→ EXERCISE OBJECTIVE: Scan the data below. Pull out each line where "JsxText" occurs.

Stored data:

------

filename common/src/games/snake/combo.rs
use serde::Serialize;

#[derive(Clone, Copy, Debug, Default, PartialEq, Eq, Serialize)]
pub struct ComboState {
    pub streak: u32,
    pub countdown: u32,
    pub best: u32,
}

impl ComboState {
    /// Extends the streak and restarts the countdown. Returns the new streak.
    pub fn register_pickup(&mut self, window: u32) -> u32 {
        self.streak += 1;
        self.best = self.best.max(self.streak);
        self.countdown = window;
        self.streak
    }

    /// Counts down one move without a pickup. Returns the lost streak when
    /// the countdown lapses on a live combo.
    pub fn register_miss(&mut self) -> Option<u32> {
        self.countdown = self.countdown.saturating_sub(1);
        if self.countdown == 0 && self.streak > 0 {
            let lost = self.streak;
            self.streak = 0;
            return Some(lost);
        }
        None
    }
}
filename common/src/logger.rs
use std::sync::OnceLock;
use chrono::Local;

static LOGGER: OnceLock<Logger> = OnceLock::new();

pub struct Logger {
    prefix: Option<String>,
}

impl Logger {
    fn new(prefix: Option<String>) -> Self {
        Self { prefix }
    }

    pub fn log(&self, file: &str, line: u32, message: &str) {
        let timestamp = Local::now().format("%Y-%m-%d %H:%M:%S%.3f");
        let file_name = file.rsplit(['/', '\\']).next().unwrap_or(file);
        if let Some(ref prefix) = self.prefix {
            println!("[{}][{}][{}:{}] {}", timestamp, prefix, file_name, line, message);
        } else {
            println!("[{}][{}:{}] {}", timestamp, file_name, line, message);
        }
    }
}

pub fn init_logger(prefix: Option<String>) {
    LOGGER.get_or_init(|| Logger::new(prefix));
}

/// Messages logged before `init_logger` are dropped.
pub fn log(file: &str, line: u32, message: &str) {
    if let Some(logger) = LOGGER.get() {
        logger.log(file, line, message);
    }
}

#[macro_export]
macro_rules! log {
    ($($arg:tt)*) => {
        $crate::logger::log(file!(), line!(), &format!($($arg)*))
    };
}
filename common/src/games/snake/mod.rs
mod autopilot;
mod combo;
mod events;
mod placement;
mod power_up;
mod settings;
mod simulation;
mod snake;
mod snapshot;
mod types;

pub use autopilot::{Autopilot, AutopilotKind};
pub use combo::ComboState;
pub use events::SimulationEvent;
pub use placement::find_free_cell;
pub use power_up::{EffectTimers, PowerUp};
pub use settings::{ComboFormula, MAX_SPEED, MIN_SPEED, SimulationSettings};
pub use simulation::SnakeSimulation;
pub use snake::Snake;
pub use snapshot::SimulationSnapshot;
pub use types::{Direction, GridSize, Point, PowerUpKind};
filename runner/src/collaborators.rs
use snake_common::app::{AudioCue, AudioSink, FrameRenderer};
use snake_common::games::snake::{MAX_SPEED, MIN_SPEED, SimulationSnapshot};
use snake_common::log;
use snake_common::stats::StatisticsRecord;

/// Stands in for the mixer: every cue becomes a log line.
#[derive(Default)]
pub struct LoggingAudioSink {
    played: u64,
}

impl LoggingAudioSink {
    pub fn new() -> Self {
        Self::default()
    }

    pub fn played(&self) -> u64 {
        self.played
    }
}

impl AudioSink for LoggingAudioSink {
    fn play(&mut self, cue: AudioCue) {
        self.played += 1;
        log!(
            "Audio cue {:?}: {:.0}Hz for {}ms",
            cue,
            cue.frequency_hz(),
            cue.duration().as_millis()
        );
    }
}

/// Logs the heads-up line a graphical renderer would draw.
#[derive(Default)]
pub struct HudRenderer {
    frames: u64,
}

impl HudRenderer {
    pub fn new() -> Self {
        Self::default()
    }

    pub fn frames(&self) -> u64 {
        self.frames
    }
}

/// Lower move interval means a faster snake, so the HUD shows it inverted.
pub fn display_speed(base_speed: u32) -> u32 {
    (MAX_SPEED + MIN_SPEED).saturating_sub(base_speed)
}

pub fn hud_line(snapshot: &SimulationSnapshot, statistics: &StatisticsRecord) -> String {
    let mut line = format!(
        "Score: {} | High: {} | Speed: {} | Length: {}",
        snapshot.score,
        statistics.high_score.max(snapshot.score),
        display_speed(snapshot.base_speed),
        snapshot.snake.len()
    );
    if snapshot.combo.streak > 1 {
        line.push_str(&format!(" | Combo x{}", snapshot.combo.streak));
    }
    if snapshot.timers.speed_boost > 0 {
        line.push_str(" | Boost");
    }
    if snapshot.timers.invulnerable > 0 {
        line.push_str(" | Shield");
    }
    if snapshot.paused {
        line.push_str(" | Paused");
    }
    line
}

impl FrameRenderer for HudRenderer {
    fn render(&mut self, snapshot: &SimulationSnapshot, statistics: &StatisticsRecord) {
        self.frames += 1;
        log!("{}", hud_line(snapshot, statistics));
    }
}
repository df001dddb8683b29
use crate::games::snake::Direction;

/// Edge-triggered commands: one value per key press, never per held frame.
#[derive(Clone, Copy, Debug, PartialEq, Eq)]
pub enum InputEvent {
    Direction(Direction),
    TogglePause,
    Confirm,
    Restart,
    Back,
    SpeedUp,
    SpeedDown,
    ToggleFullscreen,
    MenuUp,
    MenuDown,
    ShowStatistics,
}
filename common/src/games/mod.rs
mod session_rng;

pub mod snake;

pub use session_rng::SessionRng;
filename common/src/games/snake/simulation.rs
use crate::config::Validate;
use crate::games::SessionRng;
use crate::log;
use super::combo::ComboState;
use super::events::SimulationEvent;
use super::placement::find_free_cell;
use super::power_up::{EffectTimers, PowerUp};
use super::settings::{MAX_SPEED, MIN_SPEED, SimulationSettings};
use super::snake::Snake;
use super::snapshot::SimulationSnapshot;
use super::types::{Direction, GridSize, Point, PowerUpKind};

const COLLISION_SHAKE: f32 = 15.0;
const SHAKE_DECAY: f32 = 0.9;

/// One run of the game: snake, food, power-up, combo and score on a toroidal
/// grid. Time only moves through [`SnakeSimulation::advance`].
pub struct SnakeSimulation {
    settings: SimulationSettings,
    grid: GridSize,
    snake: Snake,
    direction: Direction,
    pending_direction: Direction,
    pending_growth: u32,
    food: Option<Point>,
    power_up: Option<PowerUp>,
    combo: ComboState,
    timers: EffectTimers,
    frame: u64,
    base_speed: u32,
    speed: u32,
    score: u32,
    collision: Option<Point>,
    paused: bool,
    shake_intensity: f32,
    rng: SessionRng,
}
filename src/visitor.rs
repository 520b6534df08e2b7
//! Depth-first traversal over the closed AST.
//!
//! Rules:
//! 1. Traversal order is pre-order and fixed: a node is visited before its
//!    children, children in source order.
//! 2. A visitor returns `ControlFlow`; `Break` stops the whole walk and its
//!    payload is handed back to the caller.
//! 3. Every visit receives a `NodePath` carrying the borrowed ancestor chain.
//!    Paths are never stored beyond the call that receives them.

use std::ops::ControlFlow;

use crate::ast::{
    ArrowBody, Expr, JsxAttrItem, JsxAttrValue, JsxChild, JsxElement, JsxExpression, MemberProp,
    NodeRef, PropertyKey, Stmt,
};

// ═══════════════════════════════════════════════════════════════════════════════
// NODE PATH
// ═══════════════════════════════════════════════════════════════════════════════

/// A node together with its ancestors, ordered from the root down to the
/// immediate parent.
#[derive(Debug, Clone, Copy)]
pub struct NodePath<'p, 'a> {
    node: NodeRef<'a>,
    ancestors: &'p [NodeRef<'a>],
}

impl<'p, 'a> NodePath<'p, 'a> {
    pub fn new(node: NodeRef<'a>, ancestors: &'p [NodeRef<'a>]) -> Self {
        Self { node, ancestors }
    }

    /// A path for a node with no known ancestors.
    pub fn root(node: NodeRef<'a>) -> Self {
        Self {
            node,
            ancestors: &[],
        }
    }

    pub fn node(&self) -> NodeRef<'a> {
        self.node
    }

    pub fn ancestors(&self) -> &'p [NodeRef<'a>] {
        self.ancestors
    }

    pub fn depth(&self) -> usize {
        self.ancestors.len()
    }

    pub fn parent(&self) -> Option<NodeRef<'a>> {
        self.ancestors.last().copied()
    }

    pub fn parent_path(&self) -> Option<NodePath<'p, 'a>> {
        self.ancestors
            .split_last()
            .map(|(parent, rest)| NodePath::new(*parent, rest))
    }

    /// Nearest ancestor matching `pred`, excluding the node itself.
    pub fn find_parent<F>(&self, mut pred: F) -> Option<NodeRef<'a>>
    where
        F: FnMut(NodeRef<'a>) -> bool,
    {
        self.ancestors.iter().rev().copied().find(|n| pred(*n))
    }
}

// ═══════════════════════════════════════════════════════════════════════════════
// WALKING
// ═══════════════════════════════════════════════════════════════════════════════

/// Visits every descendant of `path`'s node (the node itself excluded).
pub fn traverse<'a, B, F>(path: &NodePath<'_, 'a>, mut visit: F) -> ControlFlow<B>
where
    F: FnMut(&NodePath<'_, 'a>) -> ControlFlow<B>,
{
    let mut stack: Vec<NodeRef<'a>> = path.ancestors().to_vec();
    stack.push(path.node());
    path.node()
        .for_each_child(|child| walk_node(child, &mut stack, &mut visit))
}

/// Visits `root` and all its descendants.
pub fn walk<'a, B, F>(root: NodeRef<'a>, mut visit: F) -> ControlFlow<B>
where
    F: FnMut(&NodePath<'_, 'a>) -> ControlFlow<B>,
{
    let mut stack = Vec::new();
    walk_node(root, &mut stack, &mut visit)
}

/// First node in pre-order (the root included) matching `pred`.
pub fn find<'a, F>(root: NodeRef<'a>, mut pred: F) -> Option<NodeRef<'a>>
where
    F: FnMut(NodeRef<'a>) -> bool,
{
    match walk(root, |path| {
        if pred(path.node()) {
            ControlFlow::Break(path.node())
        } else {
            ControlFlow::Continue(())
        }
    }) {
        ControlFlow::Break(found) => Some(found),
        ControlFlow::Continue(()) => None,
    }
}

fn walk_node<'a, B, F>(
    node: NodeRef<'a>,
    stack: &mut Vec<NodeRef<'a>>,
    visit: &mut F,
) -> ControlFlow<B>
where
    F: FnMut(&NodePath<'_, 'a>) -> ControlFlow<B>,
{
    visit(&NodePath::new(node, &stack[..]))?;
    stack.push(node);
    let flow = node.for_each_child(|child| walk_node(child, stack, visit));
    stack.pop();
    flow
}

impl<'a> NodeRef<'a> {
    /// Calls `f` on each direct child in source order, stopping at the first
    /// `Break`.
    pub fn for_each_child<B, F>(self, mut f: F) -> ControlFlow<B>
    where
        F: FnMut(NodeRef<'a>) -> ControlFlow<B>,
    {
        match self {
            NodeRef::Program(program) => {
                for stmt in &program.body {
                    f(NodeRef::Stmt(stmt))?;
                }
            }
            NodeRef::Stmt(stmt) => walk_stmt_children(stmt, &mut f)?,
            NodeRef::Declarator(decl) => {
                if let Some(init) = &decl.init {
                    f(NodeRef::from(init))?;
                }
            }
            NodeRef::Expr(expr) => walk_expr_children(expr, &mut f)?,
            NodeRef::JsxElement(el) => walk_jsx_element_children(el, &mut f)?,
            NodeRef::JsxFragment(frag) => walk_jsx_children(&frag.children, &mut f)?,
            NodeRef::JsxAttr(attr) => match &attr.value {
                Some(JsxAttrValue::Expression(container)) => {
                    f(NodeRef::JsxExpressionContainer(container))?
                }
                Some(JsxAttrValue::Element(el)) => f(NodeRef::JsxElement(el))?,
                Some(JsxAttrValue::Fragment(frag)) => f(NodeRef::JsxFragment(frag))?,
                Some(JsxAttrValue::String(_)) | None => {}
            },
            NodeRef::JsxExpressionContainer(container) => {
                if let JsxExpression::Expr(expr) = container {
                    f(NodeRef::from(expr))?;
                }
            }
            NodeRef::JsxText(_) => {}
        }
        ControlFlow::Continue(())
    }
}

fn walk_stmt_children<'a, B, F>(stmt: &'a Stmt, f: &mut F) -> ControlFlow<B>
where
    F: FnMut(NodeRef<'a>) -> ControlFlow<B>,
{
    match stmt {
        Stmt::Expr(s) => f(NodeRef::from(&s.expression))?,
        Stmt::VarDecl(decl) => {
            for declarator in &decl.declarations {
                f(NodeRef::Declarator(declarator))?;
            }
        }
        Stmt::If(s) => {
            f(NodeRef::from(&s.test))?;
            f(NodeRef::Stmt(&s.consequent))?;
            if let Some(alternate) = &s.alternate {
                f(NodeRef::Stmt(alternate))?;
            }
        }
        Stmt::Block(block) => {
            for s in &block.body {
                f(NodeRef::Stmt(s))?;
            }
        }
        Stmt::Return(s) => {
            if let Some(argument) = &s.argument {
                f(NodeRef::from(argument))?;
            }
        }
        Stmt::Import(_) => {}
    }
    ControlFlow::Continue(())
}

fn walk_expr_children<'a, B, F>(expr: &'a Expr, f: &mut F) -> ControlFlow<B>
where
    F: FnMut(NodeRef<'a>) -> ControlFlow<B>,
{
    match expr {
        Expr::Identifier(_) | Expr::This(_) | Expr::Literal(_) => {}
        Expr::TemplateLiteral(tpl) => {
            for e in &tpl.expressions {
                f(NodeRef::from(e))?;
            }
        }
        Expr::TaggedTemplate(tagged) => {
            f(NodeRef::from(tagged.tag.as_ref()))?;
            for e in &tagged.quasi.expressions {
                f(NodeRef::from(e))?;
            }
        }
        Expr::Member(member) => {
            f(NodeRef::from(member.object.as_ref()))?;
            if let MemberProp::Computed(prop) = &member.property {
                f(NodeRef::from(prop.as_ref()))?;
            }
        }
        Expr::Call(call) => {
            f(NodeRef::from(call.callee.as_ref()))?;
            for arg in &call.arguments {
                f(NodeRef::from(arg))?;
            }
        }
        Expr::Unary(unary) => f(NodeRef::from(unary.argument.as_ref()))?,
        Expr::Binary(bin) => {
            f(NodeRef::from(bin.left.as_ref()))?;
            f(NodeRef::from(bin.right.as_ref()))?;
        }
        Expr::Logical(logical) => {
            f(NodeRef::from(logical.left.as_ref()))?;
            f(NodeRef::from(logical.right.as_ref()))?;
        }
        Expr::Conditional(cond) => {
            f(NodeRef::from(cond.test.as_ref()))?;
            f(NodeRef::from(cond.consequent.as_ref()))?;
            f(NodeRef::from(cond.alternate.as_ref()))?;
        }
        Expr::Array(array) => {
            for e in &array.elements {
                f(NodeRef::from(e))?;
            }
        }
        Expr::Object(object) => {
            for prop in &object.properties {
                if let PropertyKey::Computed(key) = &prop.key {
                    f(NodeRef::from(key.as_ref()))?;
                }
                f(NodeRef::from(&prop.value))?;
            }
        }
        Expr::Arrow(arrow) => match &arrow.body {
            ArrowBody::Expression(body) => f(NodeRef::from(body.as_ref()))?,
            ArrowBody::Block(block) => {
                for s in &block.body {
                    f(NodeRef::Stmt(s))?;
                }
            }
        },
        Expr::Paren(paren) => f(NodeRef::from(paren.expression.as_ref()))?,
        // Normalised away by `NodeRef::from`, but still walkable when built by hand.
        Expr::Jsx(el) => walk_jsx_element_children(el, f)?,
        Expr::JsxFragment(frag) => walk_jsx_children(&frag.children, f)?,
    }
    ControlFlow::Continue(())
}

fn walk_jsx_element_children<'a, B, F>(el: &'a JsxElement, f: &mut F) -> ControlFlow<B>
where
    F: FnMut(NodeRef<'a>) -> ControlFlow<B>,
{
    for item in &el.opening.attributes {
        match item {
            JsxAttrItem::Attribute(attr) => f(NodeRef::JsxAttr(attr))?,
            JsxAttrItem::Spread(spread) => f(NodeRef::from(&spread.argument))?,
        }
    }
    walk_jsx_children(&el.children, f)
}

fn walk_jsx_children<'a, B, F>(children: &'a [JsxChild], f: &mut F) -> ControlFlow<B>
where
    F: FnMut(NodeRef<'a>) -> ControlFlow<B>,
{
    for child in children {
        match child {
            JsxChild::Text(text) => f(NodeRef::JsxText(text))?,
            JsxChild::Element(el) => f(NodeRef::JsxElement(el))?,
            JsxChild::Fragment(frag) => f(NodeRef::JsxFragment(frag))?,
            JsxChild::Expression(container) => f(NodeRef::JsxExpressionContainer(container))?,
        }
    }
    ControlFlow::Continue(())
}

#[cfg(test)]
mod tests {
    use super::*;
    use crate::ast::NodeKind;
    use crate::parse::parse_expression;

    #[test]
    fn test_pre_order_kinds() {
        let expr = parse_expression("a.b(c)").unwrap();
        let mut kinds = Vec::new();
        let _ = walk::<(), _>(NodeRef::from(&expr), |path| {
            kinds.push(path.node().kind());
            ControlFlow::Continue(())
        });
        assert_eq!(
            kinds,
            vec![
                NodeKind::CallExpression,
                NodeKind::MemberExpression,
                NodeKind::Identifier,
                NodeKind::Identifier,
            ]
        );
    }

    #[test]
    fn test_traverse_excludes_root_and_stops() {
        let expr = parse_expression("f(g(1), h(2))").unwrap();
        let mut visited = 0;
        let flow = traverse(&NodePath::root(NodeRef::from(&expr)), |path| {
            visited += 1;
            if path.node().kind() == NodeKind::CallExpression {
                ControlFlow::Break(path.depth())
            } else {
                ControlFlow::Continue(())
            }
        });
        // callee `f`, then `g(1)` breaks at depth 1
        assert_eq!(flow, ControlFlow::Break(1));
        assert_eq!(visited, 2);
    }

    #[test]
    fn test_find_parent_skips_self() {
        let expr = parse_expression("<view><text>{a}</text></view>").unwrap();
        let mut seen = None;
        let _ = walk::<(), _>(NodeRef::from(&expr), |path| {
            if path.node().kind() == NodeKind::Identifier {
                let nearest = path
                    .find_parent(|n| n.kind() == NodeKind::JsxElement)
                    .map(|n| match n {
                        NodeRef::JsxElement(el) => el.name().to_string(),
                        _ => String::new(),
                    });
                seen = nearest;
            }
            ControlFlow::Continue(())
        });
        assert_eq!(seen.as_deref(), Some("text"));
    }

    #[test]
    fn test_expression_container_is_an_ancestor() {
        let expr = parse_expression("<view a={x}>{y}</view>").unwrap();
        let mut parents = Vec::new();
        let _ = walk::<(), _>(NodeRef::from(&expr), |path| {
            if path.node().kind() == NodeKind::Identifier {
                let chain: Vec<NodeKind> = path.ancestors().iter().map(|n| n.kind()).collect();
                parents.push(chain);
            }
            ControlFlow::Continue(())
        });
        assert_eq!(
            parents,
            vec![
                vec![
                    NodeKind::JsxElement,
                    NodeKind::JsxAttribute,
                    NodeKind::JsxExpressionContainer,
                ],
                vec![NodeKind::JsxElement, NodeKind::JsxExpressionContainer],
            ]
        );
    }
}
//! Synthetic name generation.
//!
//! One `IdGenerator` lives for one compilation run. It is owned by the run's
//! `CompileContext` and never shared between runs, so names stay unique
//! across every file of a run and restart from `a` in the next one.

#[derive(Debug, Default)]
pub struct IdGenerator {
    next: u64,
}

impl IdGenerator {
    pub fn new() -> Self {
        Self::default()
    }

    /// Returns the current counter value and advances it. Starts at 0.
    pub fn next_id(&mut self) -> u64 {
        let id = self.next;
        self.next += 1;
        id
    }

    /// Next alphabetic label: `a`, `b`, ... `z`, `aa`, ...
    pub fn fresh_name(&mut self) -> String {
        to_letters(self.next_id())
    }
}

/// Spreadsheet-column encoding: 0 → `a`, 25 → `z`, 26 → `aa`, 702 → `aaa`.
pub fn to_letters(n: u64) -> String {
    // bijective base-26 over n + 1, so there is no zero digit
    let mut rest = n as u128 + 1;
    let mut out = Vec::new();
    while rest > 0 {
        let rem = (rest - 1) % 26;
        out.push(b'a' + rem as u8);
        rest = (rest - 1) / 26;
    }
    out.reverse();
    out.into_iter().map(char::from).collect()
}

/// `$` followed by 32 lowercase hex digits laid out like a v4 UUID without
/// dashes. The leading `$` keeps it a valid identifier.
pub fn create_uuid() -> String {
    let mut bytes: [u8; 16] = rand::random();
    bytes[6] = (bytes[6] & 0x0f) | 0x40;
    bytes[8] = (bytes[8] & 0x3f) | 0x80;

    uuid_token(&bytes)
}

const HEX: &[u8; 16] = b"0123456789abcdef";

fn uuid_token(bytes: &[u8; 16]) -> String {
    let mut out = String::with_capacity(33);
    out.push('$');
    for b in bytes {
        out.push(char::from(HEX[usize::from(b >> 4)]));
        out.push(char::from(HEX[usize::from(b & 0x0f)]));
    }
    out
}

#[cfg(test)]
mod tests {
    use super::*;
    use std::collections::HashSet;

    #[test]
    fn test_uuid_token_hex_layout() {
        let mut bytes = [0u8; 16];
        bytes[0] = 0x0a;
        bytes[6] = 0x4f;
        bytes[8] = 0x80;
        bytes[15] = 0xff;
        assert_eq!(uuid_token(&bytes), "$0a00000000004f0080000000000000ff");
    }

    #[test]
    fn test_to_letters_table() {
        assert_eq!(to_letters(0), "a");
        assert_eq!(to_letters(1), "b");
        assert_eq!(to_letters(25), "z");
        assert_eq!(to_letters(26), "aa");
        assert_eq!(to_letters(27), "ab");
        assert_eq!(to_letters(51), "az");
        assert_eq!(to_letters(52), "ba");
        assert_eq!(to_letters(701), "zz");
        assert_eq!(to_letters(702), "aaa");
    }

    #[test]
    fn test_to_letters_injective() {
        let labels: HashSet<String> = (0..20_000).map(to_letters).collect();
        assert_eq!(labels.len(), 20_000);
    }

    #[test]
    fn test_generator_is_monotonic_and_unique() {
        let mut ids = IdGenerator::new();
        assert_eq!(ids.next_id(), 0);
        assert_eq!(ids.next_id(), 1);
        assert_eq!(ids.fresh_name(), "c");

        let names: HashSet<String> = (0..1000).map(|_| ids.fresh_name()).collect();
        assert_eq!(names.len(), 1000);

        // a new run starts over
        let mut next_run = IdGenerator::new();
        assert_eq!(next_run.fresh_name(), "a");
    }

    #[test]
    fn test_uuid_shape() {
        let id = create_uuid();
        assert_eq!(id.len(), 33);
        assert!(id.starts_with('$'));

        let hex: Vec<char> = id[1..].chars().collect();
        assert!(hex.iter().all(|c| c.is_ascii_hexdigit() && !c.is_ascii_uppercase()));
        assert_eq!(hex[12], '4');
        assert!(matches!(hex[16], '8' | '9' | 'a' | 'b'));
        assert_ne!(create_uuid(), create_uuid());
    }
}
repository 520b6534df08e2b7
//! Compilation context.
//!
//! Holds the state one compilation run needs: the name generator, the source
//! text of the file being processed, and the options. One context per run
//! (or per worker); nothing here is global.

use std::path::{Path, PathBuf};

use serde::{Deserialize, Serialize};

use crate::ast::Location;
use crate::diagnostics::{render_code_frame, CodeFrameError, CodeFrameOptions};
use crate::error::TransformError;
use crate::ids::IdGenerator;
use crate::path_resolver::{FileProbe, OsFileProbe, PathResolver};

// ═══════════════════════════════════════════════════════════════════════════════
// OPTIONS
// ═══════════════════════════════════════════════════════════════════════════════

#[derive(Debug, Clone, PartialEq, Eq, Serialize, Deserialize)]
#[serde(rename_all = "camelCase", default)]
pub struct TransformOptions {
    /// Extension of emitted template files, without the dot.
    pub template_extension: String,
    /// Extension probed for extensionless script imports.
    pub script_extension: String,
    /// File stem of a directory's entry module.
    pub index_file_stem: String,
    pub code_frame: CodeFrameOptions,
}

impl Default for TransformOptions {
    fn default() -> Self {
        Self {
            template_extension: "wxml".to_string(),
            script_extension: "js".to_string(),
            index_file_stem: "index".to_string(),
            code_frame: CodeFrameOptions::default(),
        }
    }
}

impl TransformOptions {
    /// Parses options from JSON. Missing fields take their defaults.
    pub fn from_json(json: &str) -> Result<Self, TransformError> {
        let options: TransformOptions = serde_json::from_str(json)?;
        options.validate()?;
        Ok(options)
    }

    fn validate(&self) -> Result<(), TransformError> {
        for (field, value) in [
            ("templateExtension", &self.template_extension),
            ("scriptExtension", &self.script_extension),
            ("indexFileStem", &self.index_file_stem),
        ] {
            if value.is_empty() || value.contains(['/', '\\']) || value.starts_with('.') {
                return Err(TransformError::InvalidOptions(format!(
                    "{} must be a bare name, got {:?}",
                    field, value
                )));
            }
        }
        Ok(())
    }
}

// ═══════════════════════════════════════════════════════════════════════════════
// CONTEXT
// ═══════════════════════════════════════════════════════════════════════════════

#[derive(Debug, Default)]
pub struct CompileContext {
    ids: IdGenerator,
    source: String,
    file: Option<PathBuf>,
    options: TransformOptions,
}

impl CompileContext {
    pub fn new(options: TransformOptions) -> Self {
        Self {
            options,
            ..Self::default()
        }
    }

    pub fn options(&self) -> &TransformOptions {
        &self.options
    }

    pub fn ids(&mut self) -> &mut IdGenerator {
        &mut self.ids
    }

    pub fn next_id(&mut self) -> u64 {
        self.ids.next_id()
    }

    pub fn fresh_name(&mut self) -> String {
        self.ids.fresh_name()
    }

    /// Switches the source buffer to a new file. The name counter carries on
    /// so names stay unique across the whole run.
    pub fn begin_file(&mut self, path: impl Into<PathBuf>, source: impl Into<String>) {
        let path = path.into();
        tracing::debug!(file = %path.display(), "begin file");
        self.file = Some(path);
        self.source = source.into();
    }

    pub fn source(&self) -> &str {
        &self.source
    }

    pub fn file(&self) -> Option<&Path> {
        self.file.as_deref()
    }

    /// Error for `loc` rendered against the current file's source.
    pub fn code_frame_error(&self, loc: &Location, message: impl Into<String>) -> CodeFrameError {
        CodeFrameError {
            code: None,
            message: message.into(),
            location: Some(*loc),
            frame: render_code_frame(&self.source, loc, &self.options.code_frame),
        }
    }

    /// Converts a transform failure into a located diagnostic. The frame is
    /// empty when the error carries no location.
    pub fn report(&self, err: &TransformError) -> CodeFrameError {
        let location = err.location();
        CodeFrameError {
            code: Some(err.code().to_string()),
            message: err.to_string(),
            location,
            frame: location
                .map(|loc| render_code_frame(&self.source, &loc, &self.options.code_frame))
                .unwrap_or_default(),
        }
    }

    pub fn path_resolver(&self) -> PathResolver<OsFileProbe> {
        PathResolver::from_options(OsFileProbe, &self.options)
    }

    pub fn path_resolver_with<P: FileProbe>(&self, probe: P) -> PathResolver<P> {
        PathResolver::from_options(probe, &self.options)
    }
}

------

→ SOLUTION:
            NodeRef::JsxText(_) => {}
            JsxChild::Text(text) => f(NodeRef::JsxText(text))?,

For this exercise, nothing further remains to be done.